WHAT THIS TASK INVOLVES — Report every line below that has the string "BatchSize" in it.

Collected data —
____
//! History wrap benchmarks.
//!
//! Resizing rewraps the whole history, so rewrap cost grows with session
//! length. These measure a single append and a full rewrap.
//!
//! Run with: cargo bench --bench wrap_benchmark

#![allow(missing_docs)] // criterion macros generate undocumented items

use criterion::{black_box, criterion_group, criterion_main, BatchSize, BenchmarkId, Criterion};
use mltc::model::LogicalEntry;
use mltc::state::{wrap_entry, LineBuffer};

const BODY: &str = "the quick brown fox jumps over the lazy dog while a superlongwordwithoutanyspaces wanders past";

fn history(entries: usize, width: usize) -> LineBuffer {
    let mut buffer = LineBuffer::new(width);
    for i in 0..entries {
        buffer
            .append(LogicalEntry::system(format!("{} {}", i, BODY)))
            .expect("wrap");
    }
    buffer
}

fn bench_wrap_entry(c: &mut Criterion) {
    let mut group = c.benchmark_group("wrap_entry");
    for width in [8usize, 40, 120] {
        group.bench_with_input(BenchmarkId::from_parameter(width), &width, |b, &width| {
            b.iter(|| wrap_entry(black_box(BODY), width))
        });
    }
    group.finish();
}

fn bench_rewrap(c: &mut Criterion) {
    let mut group = c.benchmark_group("rewrap");
    for entries in [100usize, 1_000, 10_000] {
        group.bench_with_input(
            BenchmarkId::from_parameter(entries),
            &entries,
            |b, &entries| {
                b.iter_batched(
                    || history(entries, 80),
                    |mut buffer| buffer.rewrap(black_box(57)),
                    BatchSize::LargeInput,
                )
            },
        );
    }
    group.finish();
}

fn bench_append(c: &mut Criterion) {
    c.bench_function("append_to_long_history", |b| {
        b.iter_batched(
            || history(10_000, 80),
            |mut buffer| buffer.append(LogicalEntry::system(black_box(BODY))),
            BatchSize::LargeInput,
        )
    });
}

criterion_group!(benches, bench_wrap_entry, bench_rewrap, bench_append);
criterion_main!(benches);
____
EXPECTED ANSWER —
use criterion::{black_box, criterion_group, criterion_main, BatchSize, BenchmarkId, Criterion};
                    BatchSize::LargeInput,
            BatchSize::LargeInput,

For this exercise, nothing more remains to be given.